Councilor Tevos was quiet for a long while. They were chatting again, and although Aria still remained loyal to her usual icy sadism, she was addressing her as if all the animosity between them had evaporated. Was this phenomenon something cultural, she wondered? Was that simply how people treated each other on Omega—introducing themselves with hostility, for the purpose of adhering to that ancient contract of survival of the fittest, and only lowering their guns when the parties discovered the gains to be made if they allied? Or could it have been the tea that was representative of their materializing alliance; a soothing brew like liquid gold, like courage, like ingesting and then exhibiting optimism in the belief that she would indeed live another day? When Tevos found herself thinking for a longer period of time than acceptable, she finally responded to Aria, "If he reported that, it hasn't made its way to my desk. Likely not deemed as high enough of a priority."

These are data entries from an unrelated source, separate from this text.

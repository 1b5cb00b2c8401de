use std::io::{self, Write};

use anyhow::Result;
use clap::{Parser, Subcommand};

use budget_heads::cli::{handle_budget_head_command, run_shell, BudgetHeadCommands, CliContext};
use budget_heads::config::{BudgetHeadPaths, Settings};
use budget_heads::logging;

#[derive(Parser)]
#[command(
    name = "budget-heads",
    version,
    about = "Manage the budget heads expenses are booked against",
    long_about = "budget-heads keeps a registry of budget heads (maintenance, corpus \
                  fund, capital expenditure, ...) in memory. One-shot commands act \
                  on the default records; use 'budget-heads shell' to make several \
                  changes in one session."
)]
struct Cli {
    #[command(subcommand)]
    command: Option<Commands>,
}

#[derive(Subcommand)]
enum Commands {
    #[command(flatten)]
    Head(BudgetHeadCommands),

    /// Start an interactive shell over one registry
    #[command(alias = "repl")]
    Shell,

    /// Show current configuration and paths
    Config {
        /// Write the current settings to the config file
        #[arg(long)]
        save: bool,
    },
}

fn main() -> Result<()> {
    let cli = Cli::parse();

    let paths = BudgetHeadPaths::new()?;
    let settings = Settings::load_or_create(&paths)?;
    logging::init(&settings);

    let stdout = io::stdout();
    let mut out = stdout.lock();

    match cli.command {
        Some(Commands::Head(cmd)) => {
            let mutation = cmd.is_mutation();
            let mut ctx = CliContext::new(settings);
            handle_budget_head_command(&mut ctx, cmd, &mut out)?;
            if mutation {
                writeln!(
                    out,
                    "Note: changes are kept in memory only. \
                     Use 'budget-heads shell' to keep working on them."
                )?;
            }
        }
        Some(Commands::Shell) => {
            let mut ctx = CliContext::new(settings);
            run_shell(&mut ctx, io::stdin().lock(), &mut out)?;
            writeln!(out)?;
        }
        Some(Commands::Config { save }) => {
            writeln!(out, "budget-heads Configuration")?;
            writeln!(out, "==========================")?;
            writeln!(out, "Config directory: {}", paths.base_dir().display())?;
            writeln!(out, "Settings file:    {}", paths.settings_file().display())?;
            writeln!(out)?;
            writeln!(out, "Settings:")?;
            writeln!(out, "  ID strategy:          {:?}", settings.id_strategy)?;
            writeln!(out, "  Seed defaults:        {}", settings.seed_defaults)?;
            writeln!(out, "  Enforce unique codes: {}", settings.enforce_unique_codes)?;
            writeln!(out, "  Default format:       {:?}", settings.default_format)?;
            writeln!(out, "  Log filter:           {}", settings.log_filter)?;

            if save {
                settings.save(&paths)?;
                writeln!(out)?;
                writeln!(out, "Settings saved to {}", paths.settings_file().display())?;
            }
        }
        None => {
            writeln!(out, "budget-heads - budget head registry")?;
            writeln!(out)?;
            writeln!(out, "Run 'budget-heads --help' for usage information.")?;
            writeln!(out, "Run 'budget-heads shell' to start an interactive session.")?;
        }
    }

    Ok(())
}
//! Core data models for budget-heads
//!
//! The budget head entity, its identifiers, and the typed commands that
//! create or replace it.

pub mod budget_head;
pub mod command;
pub mod ids;

pub use budget_head::{
    type_display_style, BudgetHead, BudgetHeadType, BudgetHeadValidationError, DisplayStyle,
};
pub use command::{BudgetHeadInput, CreateBudgetHead, UpdateBudgetHead};
pub use ids::{BudgetHeadId, IdGenerator, SequentialIdGenerator, UuidIdGenerator};
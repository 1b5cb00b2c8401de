//! Typed commands accepted by the registry
//!
//! Form data is turned into a validated [`BudgetHeadInput`] before it reaches
//! the registry, so the registry never sees a blank field.

use super::budget_head::{BudgetHeadType, BudgetHeadValidationError};
use super::ids::BudgetHeadId;

/// Validated editable fields of a budget head
#[derive(Debug, Clone, PartialEq, Eq)]
pub struct BudgetHeadInput {
    pub(crate) name: String,
    pub(crate) code: String,
    pub(crate) head_type: BudgetHeadType,
    pub(crate) description: String,
}

impl BudgetHeadInput {
    /// Build input, trimming text fields and rejecting blank ones
    pub fn new(
        name: impl Into<String>,
        code: impl Into<String>,
        head_type: BudgetHeadType,
        description: impl Into<String>,
    ) -> Result<Self, BudgetHeadValidationError> {
        let name = required(name.into(), BudgetHeadValidationError::EmptyName)?;
        let code = required(code.into(), BudgetHeadValidationError::EmptyCode)?;
        let description = required(
            description.into(),
            BudgetHeadValidationError::EmptyDescription,
        )?;

        Ok(Self {
            name,
            code,
            head_type,
            description,
        })
    }

    /// Build input from a raw type string
    pub fn parse(
        name: impl Into<String>,
        code: impl Into<String>,
        head_type: &str,
        description: impl Into<String>,
    ) -> Result<Self, BudgetHeadValidationError> {
        if head_type.trim().is_empty() {
            return Err(BudgetHeadValidationError::MissingType);
        }
        let head_type = head_type.parse()?;
        Self::new(name, code, head_type, description)
    }

    pub fn name(&self) -> &str {
        &self.name
    }

    pub fn code(&self) -> &str {
        &self.code
    }

    pub fn head_type(&self) -> BudgetHeadType {
        self.head_type
    }

    pub fn description(&self) -> &str {
        &self.description
    }
}

fn required(
    value: String,
    err: BudgetHeadValidationError,
) -> Result<String, BudgetHeadValidationError> {
    let trimmed = value.trim();
    if trimmed.is_empty() {
        return Err(err);
    }
    Ok(trimmed.to_string())
}

/// Create a new budget head
#[derive(Debug, Clone, PartialEq, Eq)]
pub struct CreateBudgetHead {
    pub input: BudgetHeadInput,
}

impl CreateBudgetHead {
    pub fn new(input: BudgetHeadInput) -> Self {
        Self { input }
    }
}

/// Replace the editable fields of an existing budget head
#[derive(Debug, Clone, PartialEq, Eq)]
pub struct UpdateBudgetHead {
    pub id: BudgetHeadId,
    pub input: BudgetHeadInput,
}

impl UpdateBudgetHead {
    pub fn new(id: impl Into<BudgetHeadId>, input: BudgetHeadInput) -> Self {
        Self {
            id: id.into(),
            input,
        }
    }
}
//! CLI command handlers
//!
//! This module contains the implementation of CLI commands,
//! bridging the clap argument parsing with the service layer.

pub mod budget_head;
pub mod shell;

pub use budget_head::{handle_budget_head_command, BudgetHeadCommands, CliContext};
pub use shell::{execute_line, run_shell, Flow};
//! Path management for budget-heads
//!
//! Only the settings file lives on disk; budget heads themselves are never
//! persisted.
//!
//! ## Path Resolution Order
//!
//! 1. `BUDGET_HEADS_CONFIG_DIR` environment variable (if set)
//! 2. The platform config directory from `directories::ProjectDirs`
//!    (e.g. `~/.config/budget-heads` on Linux)

use std::path::PathBuf;

use directories::ProjectDirs;

use crate::error::BudgetHeadError;

/// Environment variable overriding the config directory
pub const CONFIG_DIR_ENV: &str = "BUDGET_HEADS_CONFIG_DIR";

/// Manages all paths used by budget-heads
#[derive(Debug, Clone)]
pub struct BudgetHeadPaths {
    base_dir: PathBuf,
}

impl BudgetHeadPaths {
    /// Resolve the config directory
    ///
    /// # Errors
    ///
    /// Returns an error if no home directory can be determined.
    pub fn new() -> Result<Self, BudgetHeadError> {
        let base_dir = match std::env::var(CONFIG_DIR_ENV) {
            Ok(custom) if !custom.trim().is_empty() => PathBuf::from(custom),
            _ => resolve_default_path()?,
        };

        Ok(Self { base_dir })
    }

    /// Create paths with a custom base directory (useful for testing)
    pub fn with_base_dir(base_dir: PathBuf) -> Self {
        Self { base_dir }
    }

    /// Get the base directory
    pub fn base_dir(&self) -> &PathBuf {
        &self.base_dir
    }

    /// Get the path to the settings file
    pub fn settings_file(&self) -> PathBuf {
        self.base_dir.join("config.json")
    }

    /// Ensure the base directory exists
    pub fn ensure_directories(&self) -> Result<(), BudgetHeadError> {
        std::fs::create_dir_all(&self.base_dir).map_err(|e| {
            BudgetHeadError::Io(format!("Failed to create config directory: {}", e))
        })
    }
}

fn resolve_default_path() -> Result<PathBuf, BudgetHeadError> {
    ProjectDirs::from("", "", "budget-heads")
        .map(|dirs| dirs.config_dir().to_path_buf())
        .ok_or_else(|| BudgetHeadError::Config("Could not determine a home directory".into()))
}
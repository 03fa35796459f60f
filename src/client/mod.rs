//! The Foundation Model API client.
//!
//! [`FoundationModelClient`] owns the workspace configuration, the
//! environment-override snapshot, and (optionally) caller-supplied
//! transport clients. Every operation exists in a blocking form and an
//! async twin with identical observable behavior.

mod execution;
mod stream;

pub use stream::{AsyncResponseStream, ResponseStream};

use crate::chat_session::ChatSessionBuilder;
use crate::config::WorkspaceConfig;
use crate::endpoint::EnvOverrides;
use crate::request::{ChatCompletionRequest, CompletionRequest, EmbeddingRequest};
use crate::response::{
    ChatCompletionChunk, ChatCompletionResponse, CompletionChunk, CompletionResponse,
    EmbeddingResponse,
};
use crate::Result;

#[derive(Debug, Clone)]
pub struct FoundationModelClient {
    workspace: WorkspaceConfig,
    overrides: EnvOverrides,
    http: Option<reqwest::blocking::Client>,
    http_async: Option<reqwest::Client>,
}

impl FoundationModelClient {
    /// Client with default shared transport clients and overrides read
    /// from the environment.
    pub fn new(workspace: WorkspaceConfig) -> Self {
        Self {
            workspace,
            overrides: EnvOverrides::from_env(),
            http: None,
            http_async: None,
        }
    }

    pub fn builder(workspace: WorkspaceConfig) -> FoundationModelClientBuilder {
        FoundationModelClientBuilder {
            workspace,
            overrides: None,
            http: None,
            http_async: None,
        }
    }

    pub(crate) fn workspace(&self) -> &WorkspaceConfig {
        &self.workspace
    }

    pub(crate) fn overrides(&self) -> &EnvOverrides {
        &self.overrides
    }

    pub(crate) fn http_client(&self) -> Option<&reqwest::blocking::Client> {
        self.http.as_ref()
    }

    pub(crate) fn async_http_client(&self) -> Option<&reqwest::Client> {
        self.http_async.as_ref()
    }

    /// Blocking chat completion.
    pub fn chat_completion(&self, request: &ChatCompletionRequest) -> Result<ChatCompletionResponse> {
        self.execute_buffered(request)
    }

    /// Blocking streamed chat completion.
    pub fn chat_completion_stream(
        &self,
        request: &ChatCompletionRequest,
    ) -> Result<ResponseStream<ChatCompletionChunk>> {
        self.execute_streaming(request)
    }

    /// Async chat completion.
    pub async fn chat_completion_async(
        &self,
        request: &ChatCompletionRequest,
    ) -> Result<ChatCompletionResponse> {
        self.execute_buffered_async(request).await
    }

    /// Async streamed chat completion.
    pub async fn chat_completion_stream_async(
        &self,
        request: &ChatCompletionRequest,
    ) -> Result<AsyncResponseStream<ChatCompletionChunk>> {
        self.execute_streaming_async(request).await
    }

    /// Blocking text completion.
    pub fn completion(&self, request: &CompletionRequest) -> Result<CompletionResponse> {
        self.execute_buffered(request)
    }

    /// Blocking streamed text completion.
    pub fn completion_stream(
        &self,
        request: &CompletionRequest,
    ) -> Result<ResponseStream<CompletionChunk>> {
        self.execute_streaming(request)
    }

    /// Async text completion.
    pub async fn completion_async(&self, request: &CompletionRequest) -> Result<CompletionResponse> {
        self.execute_buffered_async(request).await
    }

    /// Async streamed text completion.
    pub async fn completion_stream_async(
        &self,
        request: &CompletionRequest,
    ) -> Result<AsyncResponseStream<CompletionChunk>> {
        self.execute_streaming_async(request).await
    }

    /// Blocking embedding. Embedding has no streaming mode.
    pub fn embedding(&self, request: &EmbeddingRequest) -> Result<EmbeddingResponse> {
        self.execute_buffered(request)
    }

    /// Async embedding.
    pub async fn embedding_async(&self, request: &EmbeddingRequest) -> Result<EmbeddingResponse> {
        self.execute_buffered_async(request).await
    }

    /// Start building a multi-turn chat session on this client.
    pub fn chat_session(&self, model: impl Into<String>) -> ChatSessionBuilder {
        ChatSessionBuilder::new(self.clone(), model)
    }
}

/// Builder for clients needing custom transport clients or a fixed
/// override set (tests inject [`EnvOverrides::none`] here).
pub struct FoundationModelClientBuilder {
    workspace: WorkspaceConfig,
    overrides: Option<EnvOverrides>,
    http: Option<reqwest::blocking::Client>,
    http_async: Option<reqwest::Client>,
}

impl FoundationModelClientBuilder {
    pub fn env_overrides(mut self, overrides: EnvOverrides) -> Self {
        self.overrides = Some(overrides);
        self
    }

    pub fn http_client(mut self, client: reqwest::blocking::Client) -> Self {
        self.http = Some(client);
        self
    }

    pub fn async_http_client(mut self, client: reqwest::Client) -> Self {
        self.http_async = Some(client);
        self
    }

    pub fn build(self) -> FoundationModelClient {
        FoundationModelClient {
            workspace: self.workspace,
            overrides: self.overrides.unwrap_or_else(EnvOverrides::from_env),
            http: self.http,
            http_async: self.http_async,
        }
    }
}
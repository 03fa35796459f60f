//! Unified error type for the Foundation Model API client.
//!
//! Every failure the crate can surface — validation, transport, server,
//! decode — is one variant of [`Error`], so callers need a single match
//! site. Variants carry an HTTP-status-like field, a message, and the
//! request URL where those are known.

use thiserror::Error;

/// Message used when a failed response carries an empty body.
pub const DEFAULT_ERROR_MESSAGE: &str = "Unknown Error";

#[derive(Debug, Error)]
pub enum Error {
    /// The request payload was malformed: unknown field, missing required
    /// field, or a value that could not be coerced. Raised before any
    /// network activity.
    #[error("Invalid request: {0}")]
    Validation(String),

    /// The transport hit its deadline.
    #[error("API request timed out after {timeout} seconds")]
    Timeout { timeout: u64 },

    /// The transport could not reach the endpoint.
    #[error("API request failed with connection error: {0}")]
    Connection(String),

    /// The server answered with a non-success status (including a 5xx that
    /// survived the retry budget).
    #[error("API request failed\ncode: {status}\nreason: {message}{}", format_url(.url))]
    Server {
        status: u16,
        message: String,
        url: Option<String>,
    },

    /// The response body (or a stream line) was not valid JSON, or the
    /// payload was missing an expected projection.
    #[error("Failed to decode API response: {message}{}", format_url(.url))]
    Decode {
        url: Option<String>,
        message: String,
    },

    /// The requested mode is not supported for this operation.
    #[error("{0}")]
    Unsupported(String),
}

fn format_url(url: &Option<String>) -> String {
    match url {
        Some(u) => format!("\nurl: {u}"),
        None => String::new(),
    }
}

impl Error {
    /// Build the domain error for a failed HTTP response.
    ///
    /// A raw status of 200 is treated as the retry-exhaustion sentinel and
    /// reported as 500; so is any code without a registered reason phrase
    /// (e.g. 599). An empty body falls back to [`DEFAULT_ERROR_MESSAGE`].
    pub(crate) fn from_response(status: u16, body: &str, url: &str) -> Self {
        let recognized = reqwest::StatusCode::from_u16(status)
            .ok()
            .and_then(|code| code.canonical_reason())
            .is_some();
        let status = if status == 200 || !recognized {
            tracing::debug!(status, "unmapped status on failure path, reporting 500");
            500
        } else {
            status
        };
        let message = body.trim();
        Error::Server {
            status,
            message: if message.is_empty() {
                DEFAULT_ERROR_MESSAGE.to_string()
            } else {
                message.to_string()
            },
            url: Some(url.to_string()),
        }
    }

    /// HTTP-status-like classification, where one applies.
    pub fn status(&self) -> Option<u16> {
        match self {
            Error::Server { status, .. } => Some(*status),
            _ => None,
        }
    }

    /// URL of the endpoint involved, where one is known.
    pub fn url(&self) -> Option<&str> {
        match self {
            Error::Server { url, .. } | Error::Decode { url, .. } => url.as_deref(),
            _ => None,
        }
    }

    /// True for failures detected locally, before any network call.
    pub fn is_local(&self) -> bool {
        matches!(self, Error::Validation(_) | Error::Unsupported(_))
    }
}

"Too bad," said Aria. "I thought it was rather clever... Well don't just sit there staring at me like some mute elcor; I'm not going to pull all the weight of this stalling business alone."
The councilor proceeded to aid their impromptu conversation, moving it along by recalling and telling Aria T'Loak an anecdote about the elcor embassies, and how one of the current ambassadors was a mild-tempered, respectable fellow; his only major flaw being his slow speech, even for an elcor, coupled with his weakness for conversation, that together created some of the longest deliberations of a single topic that Tevos had ever taken part in.
Time passed, as well as many jests involving the events they had planned for the following day. How surreptitiously cunning and sly were they, destined to succeed without a hitch. No holes remained in the plan by the meeting's end. They had all been patched with clever strategies, donations of ideas coming from them both, and there manifested a surreal moment in which Tevos became vividly aware of the unity suspending between the two unlikely accomplices, a feeling so enigmatic and shocking that it was nearly palpable in nature. She could hardly understand what was happening, but she was grateful for it. The surprising emergence of cooperation was guiding them toward a mutually beneficial solution.
"Are you fully prepared for tomorrow morning, Aria T'Loak?" Tevos asked her as Aria prepared to leave. "I trust that you are adequately skilled at discretion? I emphatically remind you that under no circumstance will you harm anyone."
"Sneaking around is not a preferred tactic of mine," she said while pushing the chair in, "but as I said before, I know how to adapt when I need to."
Aria departed, leaving Tevos to call in Irissa to impose upon her yet again.